Час ученичества
Есть некий час – как сброшенная клажа:
Когда в себе гордыню укротим.
Час ученичества, он в жизни каждой
Торжественно неотвратим.
Высокий час, когда сложив оружье
К ногам указанного нам – Перстом,
Мы пурпур Воина на мех верблюжий
Сменяем на песке морском.
О, этот час на подвиг нас – как Голос
Вздымающий из своеволья дней!
О, этот час, когда как спелый колос
Мы клонимся от тяжести своей.
И колос взрос, и час весёлый пробил,
И жерновов возжаждало зерно.
Закон! Закон! Ещё в земной утробе
Мной вожделенное ярмо.
Час ученичества! Но зрим и ведом
Другой нас свет – ещё заря зажглась.
Благословен ему грядущий следом
Ты – одиночества верховный час!
Удивительно, но эти стихи, в которых так явно слышится смирение, написала Марина Цветаева, гордо сказавшая в другое время, в другой час: «Одна из всех, одна противу всех!» Но там были ещё два не менее значительных слова: «одна за всех!»

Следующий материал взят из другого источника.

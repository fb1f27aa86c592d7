use axum::Router;

use crate::state::AppState;

pub mod handlers;

pub fn router() -> Router<AppState> {
    handlers::dashboard_routes()
}
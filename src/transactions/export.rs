use bytes::Bytes;
use futures::{stream, Stream};
use rust_decimal::Decimal;

use crate::transactions::repo::Transaction;

const HEADER: [&str; 6] = ["id", "category_id", "type", "amount", "description", "date"];

/// Fixed two-decimal rendering regardless of the stored scale.
fn format_amount(amount: Decimal) -> String {
    let mut amount = amount.round_dp(2);
    amount.rescale(2);
    amount.to_string()
}

fn record(transaction: &Transaction) -> [String; 6] {
    [
        transaction.id.to_string(),
        transaction
            .category_id
            .map(|id| id.to_string())
            .unwrap_or_default(),
        transaction.r#type.as_str().to_string(),
        format_amount(transaction.amount),
        transaction.description.clone().unwrap_or_default(),
        transaction.date.to_string(),
    ]
}

fn record_bytes<I, T>(fields: I) -> anyhow::Result<Bytes>
where
    I: IntoIterator<Item = T>,
    T: AsRef<[u8]>,
{
    let mut writer = csv::Writer::from_writer(Vec::new());
    writer.write_record(fields)?;
    let buf = writer
        .into_inner()
        .map_err(|e| anyhow::anyhow!(e.to_string()))?;
    Ok(Bytes::from(buf))
}

/// One chunk per record, header first. Rows are rendered as the stream is
/// polled, so the response body scales with chunk size rather than the full
/// export.
pub fn csv_stream(
    transactions: Vec<Transaction>,
) -> impl Stream<Item = anyhow::Result<Bytes>> + Send {
    let header = std::iter::once_with(|| record_bytes(HEADER));
    let rows = transactions.into_iter().map(|t| record_bytes(record(&t)));
    stream::iter(header.chain(rows))
}

#[cfg(test)]
mod tests {
    use super::*;
    use crate::transactions::repo::TransactionType;
    use futures::StreamExt;
    use std::str::FromStr;
    use time::macros::date;
    use time::OffsetDateTime;
    use uuid::Uuid;

    fn sample(description: Option<&str>, category_id: Option<Uuid>) -> Transaction {
        Transaction {
            id: Uuid::nil(),
            user_id: Uuid::new_v4(),
            category_id,
            r#type: TransactionType::Income,
            amount: Decimal::from_str("100.00").unwrap(),
            description: description.map(Into::into),
            date: date!(2026 - 08 - 25),
            created_at: OffsetDateTime::now_utc(),
            updated_at: OffsetDateTime::now_utc(),
        }
    }

    #[test]
    fn amount_is_always_two_decimals() {
        assert_eq!(format_amount(Decimal::from_str("100").unwrap()), "100.00");
        assert_eq!(format_amount(Decimal::from_str("7.5").unwrap()), "7.50");
        assert_eq!(format_amount(Decimal::from_str("0.01").unwrap()), "0.01");
    }

    #[test]
    fn absent_fields_render_empty() {
        let fields = record(&sample(None, None));
        assert_eq!(fields[1], "");
        assert_eq!(fields[4], "");
        assert_eq!(fields[5], "2026-08-25");
    }

    #[test]
    fn row_with_comma_in_description_is_quoted() {
        let bytes = record_bytes(record(&sample(Some("rent, august"), None))).unwrap();
        let line = String::from_utf8(bytes.to_vec()).unwrap();
        assert!(line.contains("\"rent, august\""));
    }

    #[tokio::test]
    async fn stream_yields_header_then_one_chunk_per_row() {
        let rows = vec![sample(Some("a"), None), sample(Some("b"), Some(Uuid::new_v4()))];
        let chunks: Vec<_> = csv_stream(rows)
            .map(|c| String::from_utf8(c.unwrap().to_vec()).unwrap())
            .collect()
            .await;
        assert_eq!(chunks.len(), 3);
        assert_eq!(chunks[0].trim_end(), "id,category_id,type,amount,description,date");
        assert!(chunks[1].contains("income,100.00,a,2026-08-25"));
    }
}
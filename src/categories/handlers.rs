use axum::{
    extract::{Path, State},
    http::StatusCode,
    routing::{get, put},
    Json, Router,
};
use tracing::{info, instrument};
use uuid::Uuid;

use crate::auth::extractors::CurrentUser;
use crate::categories::dto::{CategoryOut, CategoryPayload};
use crate::error::ApiError;
use crate::state::AppState;

pub fn category_routes() -> Router<AppState> {
    Router::new()
        .route("/categories", get(list).post(create))
        .route("/categories/:id", put(update).delete(delete))
}

#[instrument(skip(state, user))]
pub async fn list(
    State(state): State<AppState>,
    CurrentUser(user): CurrentUser,
) -> Result<Json<Vec<CategoryOut>>, ApiError> {
    let categories = state.categories.list(user.id).await?;
    Ok(Json(categories.into_iter().map(Into::into).collect()))
}

#[instrument(skip(state, user, payload))]
pub async fn create(
    State(state): State<AppState>,
    CurrentUser(user): CurrentUser,
    Json(payload): Json<CategoryPayload>,
) -> Result<(StatusCode, Json<CategoryOut>), ApiError> {
    let name = payload.validated_name()?;
    let category = state.categories.create(user.id, &name, payload.r#type).await?;
    info!(user_id = %user.id, category_id = %category.id, "category created");
    Ok((StatusCode::CREATED, Json(category.into())))
}

#[instrument(skip(state, user, payload))]
pub async fn update(
    State(state): State<AppState>,
    CurrentUser(user): CurrentUser,
    Path(id): Path<Uuid>,
    Json(payload): Json<CategoryPayload>,
) -> Result<Json<CategoryOut>, ApiError> {
    let name = payload.validated_name()?;
    let category = state
        .categories
        .update(user.id, id, &name, payload.r#type)
        .await?
        .ok_or(ApiError::NotFound("Category not found"))?;
    Ok(Json(category.into()))
}

#[instrument(skip(state, user))]
pub async fn delete(
    State(state): State<AppState>,
    CurrentUser(user): CurrentUser,
    Path(id): Path<Uuid>,
) -> Result<StatusCode, ApiError> {
    if !state.categories.delete(user.id, id).await? {
        return Err(ApiError::NotFound("Category not found"));
    }
    info!(user_id = %user.id, category_id = %id, "category deleted");
    Ok(StatusCode::NO_CONTENT)
}
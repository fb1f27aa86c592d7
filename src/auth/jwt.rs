use axum::extract::FromRef;
use jsonwebtoken::{
    decode, encode, errors::ErrorKind, DecodingKey, EncodingKey, Header, Validation,
};
use serde::{Deserialize, Serialize};
use thiserror::Error;
use time::{Duration as TimeDuration, OffsetDateTime};
use tracing::debug;
use uuid::Uuid;

use crate::state::AppState;

#[derive(Debug, Error, Clone, Copy, PartialEq, Eq)]
pub enum TokenError {
    #[error("token expired")]
    Expired,
    #[error("invalid signature")]
    InvalidSignature,
    #[error("malformed token")]
    Malformed,
}

/// Signed payload carried by every bearer token. The subject stays a string
/// on the wire; the access gate parses it back into a user id.
#[derive(Debug, Clone, Serialize, Deserialize)]
pub struct Claims {
    pub sub: String,
    pub exp: usize,
    pub iat: usize,
}

#[derive(Clone)]
pub struct JwtKeys {
    encoding: EncodingKey,
    decoding: DecodingKey,
    ttl_minutes: i64,
}

impl FromRef<AppState> for JwtKeys {
    fn from_ref(state: &AppState) -> Self {
        Self::new(&state.config.jwt.secret, state.config.jwt.ttl_minutes)
    }
}

impl JwtKeys {
    pub fn new(secret: &str, ttl_minutes: i64) -> Self {
        Self {
            encoding: EncodingKey::from_secret(secret.as_bytes()),
            decoding: DecodingKey::from_secret(secret.as_bytes()),
            ttl_minutes,
        }
    }

    /// Lifetime of freshly signed tokens, in seconds. Reported to clients as
    /// `expires_in`.
    pub fn expires_in_secs(&self) -> i64 {
        self.ttl_minutes * 60
    }

    pub fn sign(&self, user_id: Uuid) -> anyhow::Result<String> {
        self.sign_with_ttl(user_id, self.ttl_minutes)
    }

    pub fn sign_with_ttl(&self, user_id: Uuid, ttl_minutes: i64) -> anyhow::Result<String> {
        let now = OffsetDateTime::now_utc();
        let exp = now + TimeDuration::minutes(ttl_minutes);
        let claims = Claims {
            sub: user_id.to_string(),
            iat: now.unix_timestamp() as usize,
            exp: exp.unix_timestamp() as usize,
        };
        let token = encode(&Header::default(), &claims, &self.encoding)?;
        debug!(user_id = %user_id, "jwt signed");
        Ok(token)
    }

    /// No leeway: a token is expired the moment its `exp` passes. Tokens stay
    /// valid until then regardless of later account changes; account state is
    /// re-checked per request by the access gate.
    pub fn verify(&self, token: &str) -> Result<Claims, TokenError> {
        let mut validation = Validation::default();
        validation.leeway = 0;
        let data = decode::<Claims>(token, &self.decoding, &validation).map_err(|e| {
            match e.kind() {
                ErrorKind::ExpiredSignature => TokenError::Expired,
                ErrorKind::InvalidSignature => TokenError::InvalidSignature,
                _ => TokenError::Malformed,
            }
        })?;
        debug!(subject = %data.claims.sub, "jwt verified");
        Ok(data.claims)
    }
}

#[cfg(test)]
mod tests {
    use super::*;

    fn make_keys() -> JwtKeys {
        JwtKeys::new("test-secret", 5)
    }

    #[test]
    fn sign_and_verify_roundtrip() {
        let keys = make_keys();
        let user_id = Uuid::new_v4();
        let token = keys.sign(user_id).expect("sign");
        let claims = keys.verify(&token).expect("verify");
        assert_eq!(claims.sub, user_id.to_string());
        assert!(claims.exp > claims.iat);
    }

    #[test]
    fn verify_rejects_expired_token() {
        let keys = make_keys();
        let token = keys.sign_with_ttl(Uuid::new_v4(), -5).expect("sign");
        assert_eq!(keys.verify(&token).unwrap_err(), TokenError::Expired);
    }

    #[test]
    fn verify_rejects_wrong_secret() {
        let keys = make_keys();
        let other = JwtKeys::new("other-secret", 5);
        let token = other.sign(Uuid::new_v4()).expect("sign");
        assert_eq!(
            keys.verify(&token).unwrap_err(),
            TokenError::InvalidSignature
        );
    }

    #[test]
    fn verify_rejects_garbage() {
        let keys = make_keys();
        assert_eq!(
            keys.verify("not-a-token").unwrap_err(),
            TokenError::Malformed
        );
    }

    #[tokio::test]
    async fn keys_derive_from_app_state_config() {
        let state = crate::state::AppState::fake();
        let keys = JwtKeys::from_ref(&state);
        let token = keys.sign(Uuid::new_v4()).expect("sign");
        assert!(keys.verify(&token).is_ok());
    }

    #[test]
    fn expires_in_reflects_ttl() {
        let keys = JwtKeys::new("s", 1440);
        assert_eq!(keys.expires_in_secs(), 86_400);
    }
}
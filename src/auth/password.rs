use argon2::{
    password_hash::{PasswordHash, PasswordHasher, PasswordVerifier, SaltString},
    Argon2,
};
use rand::rngs::OsRng;
use tracing::error;

pub fn hash_password(plain: &str) -> anyhow::Result<String> {
    let salt = SaltString::generate(&mut OsRng);
    let argon2 = Argon2::default();
    let hash = argon2
        .hash_password(plain.as_bytes(), &salt)
        .map_err(|e| {
            error!(error = %e, "argon2 hash_password error");
            anyhow::anyhow!(e.to_string())
        })?
        .to_string();
    Ok(hash)
}

pub fn verify_password(plain: &str, hash: &str) -> anyhow::Result<bool> {
    let parsed = PasswordHash::new(hash).map_err(|e| {
        error!(error = %e, "argon2 parse hash error");
        anyhow::anyhow!(e.to_string())
    })?;
    Ok(Argon2::default()
        .verify_password(plain.as_bytes(), &parsed)
        .is_ok())
}

#[cfg(test)]
mod tests {
    use super::*;

    #[test]
    fn hash_and_verify_roundtrip() {
        let password = "secret123";
        let hash = hash_password(password).expect("hashing should succeed");
        assert!(verify_password(password, &hash).expect("verify should succeed"));
    }

    #[test]
    fn verify_rejects_wrong_password() {
        let password = "correct-horse-battery-staple";
        let hash = hash_password(password).expect("hashing should succeed");
        assert!(!verify_password("wrong-password", &hash).expect("verify should not error"));
    }

    #[test]
    fn verify_errors_on_malformed_hash() {
        let err = verify_password("anything", "not-a-valid-hash").unwrap_err();
        assert!(!err.to_string().is_empty());
    }
}
use axum::{
    async_trait,
    extract::{FromRef, FromRequestParts},
    http::request::Parts,
};
use tracing::warn;
use uuid::Uuid;

use crate::auth::jwt::{JwtKeys, TokenError};
use crate::auth::repo::User;
use crate::error::{ApiError, AuthError};
use crate::state::AppState;

/// Access gate: resolves the bearer token to an active user on every request.
/// Account state is read fresh from the database, so deactivation takes
/// effect immediately even while a token is still within its lifetime.
pub struct CurrentUser(pub User);

fn bearer_token(header: &str) -> Option<&str> {
    header
        .strip_prefix("Bearer ")
        .or_else(|| header.strip_prefix("bearer "))
}

#[async_trait]
impl FromRequestParts<AppState> for CurrentUser {
    type Rejection = ApiError;

    async fn from_request_parts(
        parts: &mut Parts,
        state: &AppState,
    ) -> Result<Self, Self::Rejection> {
        let header = parts
            .headers
            .get(axum::http::header::AUTHORIZATION)
            .and_then(|v| v.to_str().ok())
            .ok_or(AuthError::InvalidToken)?;

        let token = bearer_token(header).ok_or(AuthError::InvalidToken)?;

        let keys = JwtKeys::from_ref(state);
        let claims = keys.verify(token).map_err(|e| match e {
            TokenError::Expired => AuthError::ExpiredToken,
            TokenError::InvalidSignature | TokenError::Malformed => AuthError::InvalidToken,
        })?;

        let user_id = Uuid::parse_str(&claims.sub).map_err(|_| AuthError::UnknownSubject)?;

        let user = state
            .users
            .find_by_id(user_id)
            .await?
            .ok_or(AuthError::UnknownSubject)?;

        if !user.is_active {
            warn!(user_id = %user.id, "inactive user rejected");
            return Err(AuthError::InactiveUser.into());
        }

        Ok(CurrentUser(user))
    }
}

#[cfg(test)]
mod tests {
    use super::*;

    #[test]
    fn bearer_token_accepts_both_scheme_spellings() {
        assert_eq!(bearer_token("Bearer abc.def.ghi"), Some("abc.def.ghi"));
        assert_eq!(bearer_token("bearer abc.def.ghi"), Some("abc.def.ghi"));
    }

    #[test]
    fn bearer_token_rejects_other_schemes() {
        assert_eq!(bearer_token("Basic dXNlcjpwYXNz"), None);
        assert_eq!(bearer_token("abc.def.ghi"), None);
        assert_eq!(bearer_token(""), None);
    }
}
use axum::{
    http::{header, StatusCode},
    response::{IntoResponse, Response},
    Json,
};
use serde_json::json;
use thiserror::Error;
use tracing::error;

/// Reasons the access gate rejects a bearer token. All map to 401; the
/// variants exist so clients can tell an expired session from a bad one.
#[derive(Debug, Error, Clone, Copy, PartialEq, Eq)]
pub enum AuthError {
    #[error("Invalid token")]
    InvalidToken,
    #[error("Token expired")]
    ExpiredToken,
    #[error("User not found")]
    UnknownSubject,
    #[error("Inactive user")]
    InactiveUser,
}

#[derive(Debug, Error)]
pub enum ApiError {
    #[error("{0}")]
    Validation(String),
    #[error(transparent)]
    Auth(#[from] AuthError),
    #[error("Invalid credentials")]
    Credentials,
    #[error("{0}")]
    NotFound(&'static str),
    #[error("{0}")]
    Conflict(&'static str),
    #[error("{0}")]
    Forbidden(&'static str),
    #[error(transparent)]
    Internal(#[from] anyhow::Error),
}

impl ApiError {
    pub fn status(&self) -> StatusCode {
        match self {
            ApiError::Validation(_) => StatusCode::BAD_REQUEST,
            ApiError::Auth(_) | ApiError::Credentials => StatusCode::UNAUTHORIZED,
            ApiError::NotFound(_) => StatusCode::NOT_FOUND,
            ApiError::Conflict(_) => StatusCode::CONFLICT,
            ApiError::Forbidden(_) => StatusCode::FORBIDDEN,
            ApiError::Internal(_) => StatusCode::INTERNAL_SERVER_ERROR,
        }
    }
}

impl IntoResponse for ApiError {
    fn into_response(self) -> Response {
        let status = self.status();
        let detail = match &self {
            ApiError::Internal(e) => {
                error!(error = %e, "internal error");
                "Internal server error".to_string()
            }
            other => other.to_string(),
        };
        let mut response = (status, Json(json!({ "detail": detail }))).into_response();
        if status == StatusCode::UNAUTHORIZED {
            response.headers_mut().insert(
                header::WWW_AUTHENTICATE,
                header::HeaderValue::from_static("Bearer"),
            );
        }
        response
    }
}

impl From<sqlx::Error> for ApiError {
    fn from(err: sqlx::Error) -> Self {
        ApiError::Internal(err.into())
    }
}

fn db_error_code(err: &anyhow::Error) -> Option<String> {
    match err.downcast_ref::<sqlx::Error>() {
        Some(sqlx::Error::Database(db)) => db.code().map(|c| c.into_owned()),
        _ => None,
    }
}

/// Postgres unique_violation, raised when an optimistic pre-check loses a race.
pub fn is_unique_violation(err: &anyhow::Error) -> bool {
    db_error_code(err).as_deref() == Some("23505")
}

/// Postgres foreign_key_violation, the storage-layer backstop for references
/// that vanished between validation and insert.
pub fn is_foreign_key_violation(err: &anyhow::Error) -> bool {
    db_error_code(err).as_deref() == Some("23503")
}

#[cfg(test)]
mod tests {
    use super::*;

    #[test]
    fn status_codes_match_taxonomy() {
        assert_eq!(
            ApiError::Validation("bad".into()).status(),
            StatusCode::BAD_REQUEST
        );
        assert_eq!(
            ApiError::Auth(AuthError::ExpiredToken).status(),
            StatusCode::UNAUTHORIZED
        );
        assert_eq!(ApiError::Credentials.status(), StatusCode::UNAUTHORIZED);
        assert_eq!(
            ApiError::NotFound("Category not found").status(),
            StatusCode::NOT_FOUND
        );
        assert_eq!(
            ApiError::Conflict("Email already registered").status(),
            StatusCode::CONFLICT
        );
        assert_eq!(
            ApiError::Forbidden("CSV export is disabled").status(),
            StatusCode::FORBIDDEN
        );
        assert_eq!(
            ApiError::Internal(anyhow::anyhow!("boom")).status(),
            StatusCode::INTERNAL_SERVER_ERROR
        );
    }

    #[test]
    fn unauthorized_responses_carry_www_authenticate() {
        let response = ApiError::Auth(AuthError::InvalidToken).into_response();
        assert_eq!(response.status(), StatusCode::UNAUTHORIZED);
        assert_eq!(
            response
                .headers()
                .get(header::WWW_AUTHENTICATE)
                .and_then(|v| v.to_str().ok()),
            Some("Bearer")
        );
    }

    #[test]
    fn not_found_responses_do_not_carry_www_authenticate() {
        let response = ApiError::NotFound("Category not found").into_response();
        assert_eq!(response.status(), StatusCode::NOT_FOUND);
        assert!(response.headers().get(header::WWW_AUTHENTICATE).is_none());
    }

    #[test]
    fn internal_error_hides_detail() {
        let err = ApiError::Internal(anyhow::anyhow!("connection refused (127.0.0.1:5432)"));
        let response = err.into_response();
        assert_eq!(response.status(), StatusCode::INTERNAL_SERVER_ERROR);
    }
}
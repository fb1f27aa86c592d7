use axum::Router;

use crate::state::AppState;

pub mod dto;
pub mod extractors;
pub mod handlers;
pub mod jwt;
pub mod password;
pub mod repo;

pub fn router() -> Router<AppState> {
    handlers::auth_routes()
}
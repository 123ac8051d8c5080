//! Error types for the tracewire core
//!
//! Protocol-visible failures are never raised as Rust errors: they travel as
//! [`ResponseCode`](crate::types::ResponseCode) values in the response frame.
//! The types here cover the seams where the core talks to the embedding
//! application (configuration, transmission) and the internal codec/policy
//! results that the command processors translate into response codes.
//!
//! Every error is a small `Copy` value so the crate stays allocation-free on
//! `no_std` targets.

use crate::types::ResponseCode;

// ----------------------------------------------------------------------------
// Configuration Errors
// ----------------------------------------------------------------------------

cfg_if::cfg_if! {
    if #[cfg(feature = "std")] {
        /// Errors raised while building a [`DeviceConfig`](crate::config::DeviceConfig)
        #[derive(Debug, Clone, Copy, PartialEq, Eq, thiserror::Error)]
        pub enum ConfigError {
            #[error("address range start {start:#x} is past end {end:#x}")]
            InvalidRange { start: u64, end: u64 },
            #[error("range table is full (capacity {capacity})")]
            RangeTableFull { capacity: usize },
            #[error("buffer override {requested} exceeds the compiled maximum {max}")]
            BufferTooLarge { requested: u16, max: u16 },
        }
    } else {
        /// Errors raised while building a [`DeviceConfig`](crate::config::DeviceConfig)
        #[derive(Debug, Clone, Copy, PartialEq, Eq)]
        pub enum ConfigError {
            InvalidRange { start: u64, end: u64 },
            RangeTableFull { capacity: usize },
            BufferTooLarge { requested: u16, max: u16 },
        }
    }
}

// ----------------------------------------------------------------------------
// Codec Errors
// ----------------------------------------------------------------------------

cfg_if::cfg_if! {
    if #[cfg(feature = "std")] {
        /// Failures while decoding a request body or encoding a response body
        #[derive(Debug, Clone, Copy, PartialEq, Eq, thiserror::Error)]
        pub enum CodecError {
            /// Wrong length, reserved field nonzero, or unknown enum value
            #[error("malformed request body")]
            InvalidRequest,
            /// The encoded response would not fit the transmit buffer
            #[error("response exceeds transmit capacity")]
            Overflow,
            /// An internal precondition did not hold
            #[error("internal precondition unmet")]
            FailureToProceed,
        }
    } else {
        /// Failures while decoding a request body or encoding a response body
        #[derive(Debug, Clone, Copy, PartialEq, Eq)]
        pub enum CodecError {
            InvalidRequest,
            Overflow,
            FailureToProceed,
        }
    }
}

impl From<CodecError> for ResponseCode {
    fn from(err: CodecError) -> Self {
        match err {
            CodecError::InvalidRequest => ResponseCode::InvalidRequest,
            CodecError::Overflow => ResponseCode::Overflow,
            CodecError::FailureToProceed => ResponseCode::FailureToProceed,
        }
    }
}

// ----------------------------------------------------------------------------
// Memory Access Errors
// ----------------------------------------------------------------------------

cfg_if::cfg_if! {
    if #[cfg(feature = "std")] {
        /// A host-supplied address range was denied by the configured rules
        #[derive(Debug, Clone, Copy, PartialEq, Eq, thiserror::Error)]
        pub enum AccessError {
            #[error("range [{addr:#x}; +{len}] touches a forbidden region")]
            Forbidden { addr: u64, len: u32 },
            #[error("range [{addr:#x}; +{len}] touches a read-only region")]
            ReadOnly { addr: u64, len: u32 },
        }
    } else {
        /// A host-supplied address range was denied by the configured rules
        #[derive(Debug, Clone, Copy, PartialEq, Eq)]
        pub enum AccessError {
            Forbidden { addr: u64, len: u32 },
            ReadOnly { addr: u64, len: u32 },
        }
    }
}

impl From<AccessError> for ResponseCode {
    fn from(_: AccessError) -> Self {
        // Both denial kinds surface as the same code on the wire.
        ResponseCode::Forbidden
    }
}

// ----------------------------------------------------------------------------
// Transmission Errors
// ----------------------------------------------------------------------------

cfg_if::cfg_if! {
    if #[cfg(feature = "std")] {
        /// Failures when handing a response to the transmitter
        #[derive(Debug, Clone, Copy, PartialEq, Eq, thiserror::Error)]
        pub enum TxError {
            #[error("a previous response is still draining")]
            Busy,
            #[error("response of {len} bytes exceeds transmit capacity {capacity}")]
            Overflow { len: u16, capacity: u16 },
        }
    } else {
        /// Failures when handing a response to the transmitter
        #[derive(Debug, Clone, Copy, PartialEq, Eq)]
        pub enum TxError {
            Busy,
            Overflow { len: u16, capacity: u16 },
        }
    }
}

// ----------------------------------------------------------------------------
// Unified Error
// ----------------------------------------------------------------------------

cfg_if::cfg_if! {
    if #[cfg(feature = "std")] {
        /// Any error the core can report to the embedding application
        #[derive(Debug, Clone, Copy, PartialEq, Eq, thiserror::Error)]
        pub enum TracewireError {
            #[error("configuration error: {0}")]
            Config(#[from] ConfigError),
            #[error("codec error: {0}")]
            Codec(#[from] CodecError),
            #[error("memory access denied: {0}")]
            Access(#[from] AccessError),
            #[error("transmit error: {0}")]
            Tx(#[from] TxError),
        }
    } else {
        /// Any error the core can report to the embedding application
        #[derive(Debug, Clone, Copy, PartialEq, Eq)]
        pub enum TracewireError {
            Config(ConfigError),
            Codec(CodecError),
            Access(AccessError),
            Tx(TxError),
        }

        impl From<ConfigError> for TracewireError {
            fn from(err: ConfigError) -> Self {
                TracewireError::Config(err)
            }
        }

        impl From<CodecError> for TracewireError {
            fn from(err: CodecError) -> Self {
                TracewireError::Codec(err)
            }
        }

        impl From<AccessError> for TracewireError {
            fn from(err: AccessError) -> Self {
                TracewireError::Access(err)
            }
        }

        impl From<TxError> for TracewireError {
            fn from(err: TxError) -> Self {
                TracewireError::Tx(err)
            }
        }
    }
}

pub type Result<T> = core::result::Result<T, TracewireError>;

// ----------------------------------------------------------------------------
// Tests
// ----------------------------------------------------------------------------
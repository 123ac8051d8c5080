//! Tracewire Harness
//!
//! Host-side counterpart of `tracewire-core` for tests and local tooling:
//! builds request frames the way a host tool would, parses response frames,
//! and drives a core instance through an in-memory byte link with no real
//! transport underneath.

pub mod frames;
pub mod link;

pub use frames::*;
pub use link::*;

усть это стихотворение и другие из цикла «Ученик» посвящены конкретному земному человеку, князю Волконскому, внуку декабриста, писателю, театральному деятелю, теоретику и практику декламации, ритмики и сценического жеста, но за всем тоном, за высокими евангельскими образами видится Иной Учитель, слышится Его дыхание и речь. Это ещё больше, значительнее подтверждается предпоследним, шестым стихотворением цикла:
Всё великолепье
Труб – лишь только лепет
Трав – пред Тобой.
Всё великолепье
Бурь – лишь только щебет
Птиц – пред Тобой.
Всё великолепье
Крыл – лишь только трепет
Век – пред Тобой.
И всё-таки её душа, «не знающая меры», вся была в вечных противоречиях, в нескончаемой, мучительной борьбе с собой. И нередко, мне кажется, здесь проявлялась не столько жажда истины, поиск истины, сколько почти болезненное противостояние самой себе, не находящей в земных страстях, увлечениях, очарованиях счастья, конгениального ответа. В земной дисгармонии она берегла и всё не могла сберечь гармонию, живущую в глубине своей. Выходила, восходила к Небесам и тут же – не в гордыне ли своей? – (не быть, как многие!) – отрицала, отказывалась, не признавала религии, как связи с Богом. Я невольно вспоминаю другого гения, поэта 19 века – Лермонтова с его стихотворением «Ангел», которое завершается драматическими словами о душе:
И долго на свете томилась она,
Желанием чудным полна.
И звуков небес заменить не могли
Ей скучные песни земли.
В марте 1914 года, посылая одному из своих друзей стихи, в том числе «Идёшь, на меня похожий…» и «Уж сколько их упало в бездну», Марина Цветаева писала: «…Я совсем не верю в существование Бога и загробной жизни. Отсюда – безнадёжность, ужас старости и смерти. Полная невозможность природы – молиться и покоряться. Безумная любовь к жизни, судорожная, лихорадочная жажда жить».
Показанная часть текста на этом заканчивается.